Manche nennen es Wahlkampf für die Twitter-Generation, das ist dann elitär gemeint. Andere finden es total „obamaesk“, was wohl Spitze heißt: Lustige Politspots, Wahlkampfsongs oder Animationen im Netz. Geeignet, um sich den Sonntagnachmittag bis zur ersten Hochrechnung zu vertreiben, sind die kurzweiligen Clips jedenfalls.

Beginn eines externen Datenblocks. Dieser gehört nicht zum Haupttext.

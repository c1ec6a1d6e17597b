use axum::Router;
use axum::response::Json;
use axum::routing::get;
use migration::MigratorTrait;
use sea_orm::Database;
use std::sync::Arc;
use tower::ServiceBuilder;
use tower_http::cors::CorsLayer;
use tower_http::trace::TraceLayer;
use utoipa::OpenApi;

use crate::config::Config;
use crate::todo::api::{self, TodoState, create_todo_router};
use crate::todo::TodoStore;
use crate::todo::store::SeaOrmTodoStore;

/// OpenAPI document for the todo routes.
#[derive(OpenApi)]
#[openapi(
    paths(
        api::create_todo_handler,
        api::list_todos_handler,
        api::get_todo_handler,
        api::delete_todo_handler,
        api::update_todo_handler,
    ),
    components(schemas(
        api::TodoJson,
        api::TodoResponse,
        api::TodosResponse,
        api::CreateTodoRequest,
        api::UpdateTodoRequest,
        api::ErrorResponse,
    )),
    tags((name = "Todos", description = "Todo list management"))
)]
pub struct ApiDoc;

/// Builds the application router on top of the given store.
pub fn create_app(store: Arc<dyn TodoStore>) -> Router {
    let todo_router = create_todo_router(Arc::new(TodoState { store }));

    Router::new()
        .route("/health", get(health_check_handler))
        .route("/api-docs/openapi.json", get(openapi_handler))
        .merge(todo_router)
        .layer(
            ServiceBuilder::new()
                .layer(TraceLayer::new_for_http())
                .layer(CorsLayer::permissive()),
        )
}

#[tracing::instrument(skip(config))]
pub async fn start_web_server(config: Config) -> anyhow::Result<()> {
    let server_address = format!("0.0.0.0:{}", &config.port);
    let listener = tokio::net::TcpListener::bind(&server_address).await?;
    tracing::info!("Server is up on http://{}", server_address);

    let db = Database::connect(&config.db_url).await?;
    migration::Migrator::up(&db, None).await?;
    tracing::info!("Database migrations applied successfully");

    let store = Arc::new(SeaOrmTodoStore::new(Arc::new(db)));
    let app = create_app(store);

    axum::serve(listener, app).await?;
    Ok(())
}

#[tracing::instrument]
pub async fn health_check_handler() -> &'static str {
    "OK"
}

#[tracing::instrument]
pub async fn openapi_handler() -> Json<utoipa::openapi::OpenApi> {
    Json(ApiDoc::openapi())
}
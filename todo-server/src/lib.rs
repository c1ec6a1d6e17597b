pub mod config {
    use serde::Deserialize;

    #[derive(Deserialize, Debug, Clone)]
    pub struct Config {
        pub db_url: String,
        #[serde(default = "default_port")]
        pub port: u16,
    }

    impl Config {
        /// Loads configuration from environment variables.
        ///
        /// `DB_URL` is required, `PORT` defaults to 3000.
        pub fn from_env() -> anyhow::Result<Self> {
            Self::from_environment(config::Environment::default())
        }

        fn from_environment(environment: config::Environment) -> anyhow::Result<Self> {
            let settings = config::Config::builder().add_source(environment).build()?;

            let config: Config = settings.try_deserialize()?;
            Ok(config)
        }
    }

    fn default_port() -> u16 {
        3000
    }

}
pub mod entities;
pub mod todo;
pub mod web;
use sea_orm_migration::prelude::*;

#[async_std::main]
async fn main() {
    cli::run_cli(migration::Migrator).await;
}
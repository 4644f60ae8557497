//! Error type for the colony graph CLI.

use std::{io, path::PathBuf};

use thiserror::Error;

use colony_graph_loader::LoadError;

use crate::config::ConfigError;

/// Errors raised while running the CLI.
///
/// `Read` and `Input` concern a single input file; [`run`](crate::run)
/// reports them and moves on to the next file. The other variants end the
/// run.
#[derive(Debug, Error)]
pub enum CliError {
    #[error("I/O error: {0}")]
    Io(#[from] io::Error),

    #[error("Configuration error: {0}")]
    Config(#[from] ConfigError),

    #[error("Invalid catalog {}: {source}", path.display())]
    Catalog {
        path: PathBuf,
        #[source]
        source: serde_json::Error,
    },

    #[error("Failed to read {}: {source}", path.display())]
    Read {
        path: PathBuf,
        #[source]
        source: io::Error,
    },

    #[error("Invalid colony file {}: {source}", path.display())]
    Input {
        path: PathBuf,
        #[source]
        source: LoadError,
    },

    #[error("{failed} of {total} colonies failed to build")]
    Failed { failed: usize, total: usize },
}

Wer hätte gedacht, dass Steinmeier junge Frauen schlaflose Nächte bereitet? Das zumindest behauptet das dralle Steini-Girl – eine angeblich 22-jährige Jura-Studentin, die in ihrem Liebeslied den SPD-Kandidaten anschmachtet und ihm zu ihrem liebsten „Toy-Boy“ erklärt. Endlich mal etwas Erotik für den sonst so drögen Wahlkampf. Hinter dem sexy Clip stecken jedoch nicht die Sozialdemokraten, sondern das Videoportal Sevenload. Für die Sängerin, die sich mit knappen Höschen an einem Steinmeier-Pappaufsteller räkelt, hat sich das Video schon vor der Wahl gelohnt. Sie ist im Netz zu einiger Bekanntheit gekommen, und auch von einem Plattenvertrag soll bereits die Rede sein. Die SPD dagegen ist über das laszive Video not amused und befürchtet, dass das Video ältere Wähler vergraulen könnte.

Vielleicht täte etwas Gelassenheit gut? Immerhin ist die Idee aus den USA geklaut. Dort unterstützte die Sängerin Amber Lee Ettinger mit Videos in ähnlicher Aufmachung Barack Obama bei der Präsidentschaftswahl. Der Clip soll Obama geholfen haben. Anders als das Liebeslied vom Steini-Girl war ihr Song „Crush on Obama“ jedoch kein Werbefake.

Kein Fake, dafür aber ein gelungener Loriot-Remake ist dagegen der Clip „Szenen einer Ehe“ von den Grünen. Zu sehen sind Guido Westerwelle und Angela Merkel als Loriot-Figuren – jedoch im Rollentausch. Während Guido die Hausfrau in der Küche mimt und Angela zum Regieren animieren möchte, sitzt die Kanzlerin relaxt im Sessel. „Ich möchte einfach nur hier sitzen.“

Sich selbst aufs Korn nehmen dagegen die Jungen Liberalen in ihrem Clip „Die reine Wahrheit“. Der Spot zeigt eine Reihe stolzer Nachwuchsliberaler: „Wir fordern marktgläubig als religiöse Ansicht bei Facebook einzuführen“, sagen sie. Oder: „Wir bügeln unsere Jeans – und unsere Hemden, die wir immer in die Hose stecken sowieso.“ Leider fällt das Video zum Ende durch ernsthafte Forderungen etwas ab.

Was passieren kann, wenn man sein Kreuzchen für die FDP macht, zeigt ein personalisierbarer Spot der IG Metall. Mit nur einer einzigen Stimme zieht Guido Westerwelle ins Bundeskanzleramt ein – behauptet jedenfalls der freundliche Nachrichtensprecher in dem fiktiven Programm Nachrichten-TV24.de. Demnach war ein einziger Nichtwähler für den Sieg Westerwelles entscheidend – auf den sich die geballte Wut der Nation in den Tagen nach der Wahl richtet.

Der Spot ist zwar lustig, inhaltlich jedoch etwas widersprüchlich. Zum einen wird behauptet, alle Bürger seien wählen gegangen, zum anderen wird dem Nicht-Wähler vorgehalten, er habe durch seine Passivität über den Ausgang des Urnengangs entschieden. Aber immerhin: Das Video kann mit den Namen von Freunden versehen und weitergeleitet werden – auf die Mobilisierung kommt es der IG Metall wohl vor allem an.

Mobilisiert hat auch der Song „Wähl auch Du, CDU im Jahr 1972. Hach, herrlich. Damals war der schmissige Gassenhauer das offizielle Wahlkampflied. Nicht nur die eingängige Melodie zeichnet das Lied als Ohrwurm aus – auch in seiner sprachlichen Klarheit überzeugt das Lied: „Wähl auch Du, CDU. Ich weiß längst schon, was ich tu. Was denn sonst? CDU!“

Und wenn das sehr viele Wähler tun werden, gibt es am Sonntag noch einen Song zum Mitgrölen: Lady Kanzler mit dem Hit „Pokerface.